We record revenues and invoice customers at the time of
shipment based on then-current LME prices, which results in an
embedded derivative on our provisional priced concentrate and
cathode sales that is adjusted to fair value through earnings each
period until the date of final pricing. To the extent final prices
are higher or lower than what was recorded on a provisional basis,
an increase or decrease to revenues is recorded each reporting
period until the date of final pricing. Accordingly, in times
of rising copper prices, our revenues benefit from higher prices
received for contracts priced at current market rates and also
from an increase related to the final pricing of provisionally priced
sales pursuant to contracts entered into in prior years; in times
of falling copper prices, the opposite occurs.
LME spot copper prices averaged $3.15 per pound in 2008,
compared with our average recorded price of $2.69 per pound. At
December 31, 2008, we had provisionally priced copper sales
totaling 508 million pounds of copper (net of minority interests)
recorded at an average of $1.39 per pound, subject to final
pricing over the next several months. We estimate that each $0.05
change in the price realized from the December 31, 2008,
provisional price recorded would impact our 2009 consolidated
revenues by $33 million ($16 million to net income).
At December 31, 2007, we had provisionally priced copper
sales of 402 million pounds of copper (net of minority interests)
recorded at an average of $3.02 per pound.
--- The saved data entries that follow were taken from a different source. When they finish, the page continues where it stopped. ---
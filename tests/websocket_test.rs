mod helpers;

use airbnb_insights::config::MlServiceConfig;
use airbnb_insights::services::{DashboardService, PricePredictorClient};
use airbnb_insights::warehouse::memory::WarehouseOp;
use airbnb_insights::warehouse::InMemoryWarehouse;
use airbnb_insights::websocket::DashboardSocketServer;
use futures_util::{SinkExt, StreamExt};
use helpers::*;
use serde_json::{json, Value};
use std::sync::Arc;
use std::time::Duration;
use tokio::net::{TcpListener, TcpStream};
use tokio_tungstenite::{connect_async, tungstenite::Message, MaybeTlsStream, WebSocketStream};

type Client = WebSocketStream<MaybeTlsStream<TcpStream>>;

async fn start_server(
    warehouse: Arc<InMemoryWarehouse>,
    predictor: Option<Arc<PricePredictorClient>>,
) -> Client {
    let listener = TcpListener::bind("127.0.0.1:0").await.unwrap();
    let addr = listener.local_addr().unwrap();
    let server = DashboardSocketServer::new(Arc::new(DashboardService::new(warehouse)), predictor);
    tokio::spawn(server.serve(listener));

    let (mut client, _) = connect_async(format!("ws://{}", addr)).await.unwrap();
    let welcome = next_json(&mut client).await;
    assert_eq!(welcome["type"], "connected");
    assert!(welcome["client_id"].is_string());
    client
}

async fn next_json(client: &mut Client) -> Value {
    loop {
        let msg = tokio::time::timeout(Duration::from_secs(5), client.next())
            .await
            .expect("timed out waiting for server message")
            .expect("connection closed")
            .expect("websocket error");
        if let Message::Text(text) = msg {
            return serde_json::from_str(&text).unwrap();
        }
    }
}

async fn send(client: &mut Client, value: Value) {
    client.send(Message::Text(value.to_string())).await.unwrap();
}

#[tokio::test]
async fn test_load_pushes_loading_then_ready() {
    let mut client = start_server(sample_fixture().warehouse(), None).await;

    send(&mut client, json!({"type": "load", "view": "priceLocation"})).await;

    let loading = next_json(&mut client).await;
    assert_eq!(loading["type"], "view_state");
    assert_eq!(loading["view"], "priceLocation");
    assert_eq!(loading["state"]["status"], "loading");

    let ready = next_json(&mut client).await;
    assert_eq!(ready["state"]["status"], "ready");
    assert_eq!(ready["state"]["data"]["neighbourhoodPrices"][0]["avgPrice"], 200);
    assert_eq!(ready["state"]["fingerprint"].as_str().unwrap().len(), 64);
    assert!(ready.get("warning").is_none());
}

#[tokio::test]
async fn test_load_of_settled_view_replies_current_state() {
    let mut client = start_server(sample_fixture().warehouse(), None).await;

    send(&mut client, json!({"type": "load", "view": "hostListing"})).await;
    next_json(&mut client).await; // loading
    let first = next_json(&mut client).await;
    assert_eq!(first["state"]["status"], "ready");

    // no new fetch: a single reply with the settled state
    send(&mut client, json!({"type": "load", "view": "hostListing"})).await;
    let again = next_json(&mut client).await;
    assert_eq!(again["state"], first["state"]);

    // reload is the only way back to loading
    send(&mut client, json!({"type": "reload", "view": "hostListing"})).await;
    assert_eq!(next_json(&mut client).await["state"]["status"], "loading");
    let reloaded = next_json(&mut client).await;
    assert_eq!(reloaded["state"]["fingerprint"], first["state"]["fingerprint"]);
}

#[tokio::test]
async fn test_unavailable_view_is_errored_until_reload() {
    let warehouse = sample_fixture().warehouse();
    warehouse.fail(WarehouseOp::ScanFacts);
    let mut client = start_server(warehouse.clone(), None).await;

    send(&mut client, json!({"type": "load", "view": "reviewTrends"})).await;
    next_json(&mut client).await; // loading
    let errored = next_json(&mut client).await;
    assert_eq!(errored["state"]["status"], "errored");
    assert_eq!(errored["state"]["error"]["kind"], "data_unavailable");
    assert_eq!(errored["state"]["error"]["view"], "reviewTrends");

    warehouse.recover(WarehouseOp::ScanFacts);
    send(&mut client, json!({"type": "load", "view": "reviewTrends"})).await;
    assert_eq!(next_json(&mut client).await["state"]["status"], "errored");

    send(&mut client, json!({"type": "reload", "view": "reviewTrends"})).await;
    next_json(&mut client).await; // loading
    assert_eq!(next_json(&mut client).await["state"]["status"], "ready");
}

#[tokio::test]
async fn test_general_stats_fallback_is_ready_with_warning() {
    let warehouse = sample_fixture().warehouse();
    warehouse.fail(WarehouseOp::ScanFacts);
    let mut client = start_server(warehouse, None).await;

    send(&mut client, json!({"type": "load", "view": "generalStats"})).await;
    next_json(&mut client).await; // loading
    let ready = next_json(&mut client).await;
    assert_eq!(ready["state"]["status"], "ready");
    assert_eq!(ready["state"]["data"]["fallback"], true);
    assert_eq!(ready["state"]["degraded"], json!(["generalStats"]));
    assert_eq!(ready["warning"]["kind"], "partial_failure");
}

#[tokio::test]
async fn test_invalid_message_gets_error_reply() {
    let mut client = start_server(sample_fixture().warehouse(), None).await;

    send(&mut client, json!({"type": "load", "view": "unknownView"})).await;
    let reply = next_json(&mut client).await;
    assert_eq!(reply["type"], "error");
    assert_eq!(reply["message"], "Invalid message format");
}

#[tokio::test]
async fn test_predict_without_service_configured() {
    let mut client = start_server(sample_fixture().warehouse(), None).await;

    send(
        &mut client,
        json!({
            "type": "predict",
            "request_id": "r1",
            "input": prediction_input(),
        }),
    )
    .await;
    let reply = next_json(&mut client).await;
    assert_eq!(reply["type"], "error");
    assert_eq!(reply["request_id"], "r1");
}

#[tokio::test]
async fn test_predict_forwards_to_price_service() {
    let mut server = mockito::Server::new_async().await;
    let mock = server
        .mock("POST", "/predict")
        .with_status(200)
        .with_header("content-type", "application/json")
        .with_body(
            json!({
                "predicted_price": 187.5,
                "model_used": "ensemble",
                "confidence_level": "high",
                "individual_predictions": {"xgboost": 190.0, "lightgbm": 185.0},
                "timestamp": "2024-06-15T12:00:00",
                "api_version": "1.0.0"
            })
            .to_string(),
        )
        .create_async()
        .await;

    let predictor = PricePredictorClient::new(&MlServiceConfig {
        url: server.url(),
        timeout_secs: 5,
    })
    .unwrap();
    let mut client = start_server(sample_fixture().warehouse(), Some(Arc::new(predictor))).await;

    send(
        &mut client,
        json!({
            "type": "predict",
            "request_id": "r2",
            "input": prediction_input(),
        }),
    )
    .await;
    let reply = next_json(&mut client).await;
    assert_eq!(reply["type"], "prediction");
    assert_eq!(reply["request_id"], "r2");
    assert_eq!(reply["prediction"]["predicted_price"], 187.5);
    mock.assert_async().await;
}

#[tokio::test]
async fn test_server_keeps_accepting_after_bad_connection() {
    let listener = TcpListener::bind("127.0.0.1:0").await.unwrap();
    let addr = listener.local_addr().unwrap();
    let dashboard = Arc::new(DashboardService::new(sample_fixture().warehouse()));
    tokio::spawn(DashboardSocketServer::new(dashboard, None).serve(listener));

    // plain TCP peer that never completes the websocket handshake
    {
        use tokio::io::AsyncWriteExt;
        let mut raw = TcpStream::connect(addr).await.unwrap();
        raw.write_all(b"not a websocket\r\n\r\n").await.unwrap();
    }

    let (mut client, _) = tokio::time::timeout(
        Duration::from_secs(5),
        connect_async(format!("ws://{}", addr)),
    )
    .await
    .expect("server stopped accepting")
    .unwrap();
    assert_eq!(next_json(&mut client).await["type"], "connected");
}

fn prediction_input() -> Value {
    json!({
        "neighbourhood_group": "Manhattan",
        "neighbourhood": "Upper West Side",
        "room_type": "Entire home/apt",
        "latitude": 40.7736,
        "longitude": -73.9566,
        "minimum_nights": 3,
        "availability_365": 200,
        "number_of_reviews": 50,
        "calculated_host_listings_count": 1
    })
}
Higher prices during
the first half of 2008 resulted in adjustments to these prior year
copper sales and increased consolidated revenues by $268 million
($114 million to net loss or $0.30 per share) in 2008, compared
with a decrease of $42 million ($18 million to net income or $0.05
per share) in 2007 from adjustments to prior year copper sales.
On limited past occasions, in response to market conditions,
we have entered into copper and gold price protection contracts
for a portion of our expected future mine production to mitigate
the risk of adverse price fluctuations. Also, in connection with
the Phelps Dodge acquisition, we assumed the 2007 copper price
protection program, which resulted in charges to revenues in
2007 totaling $175 million ($106 million to net income or $0.27 per
share). The 2007 copper price protection program matured
on December 31, 2007. We do not intend to enter into similar
hedging programs in the future.
2007 Compared with 2006
Consolidated sales volumes in 2007 totaled 3.4 billion pounds of
copper, 2.3 million ounces of gold and 52 million pounds of
molybdenum, compared with 1.2 billion pounds of copper and
1.7 million ounces of gold in 2006. Higher copper and molybdenum
sales volumes in 2007 reflected sales at our North and South
America copper mines and Molybdenum operations beginning
March 20, 2007. Sales from these operations from March 20, 2007,
through December 31, 2007, totaled approximately 2.2 billion
pounds of copper and 52 million pounds of molybdenum. The
increase in gold sales volumes for 2007, compared with 2006, was
related to higher grades and recovery rates at the Grasberg
mine in Indonesia.
Realized copper and gold prices improved in 2007 to an average
of $3.34 per pound for copper (excluding the impact from the 2007
copper price protection program) and $682 per ounce for gold,
compared with $3.13 per pound for copper and $606 per ounce for
gold (excluding adjustments associated with the redemption of
our Gold-Denominated Preferred Stock, Series II) in 2006.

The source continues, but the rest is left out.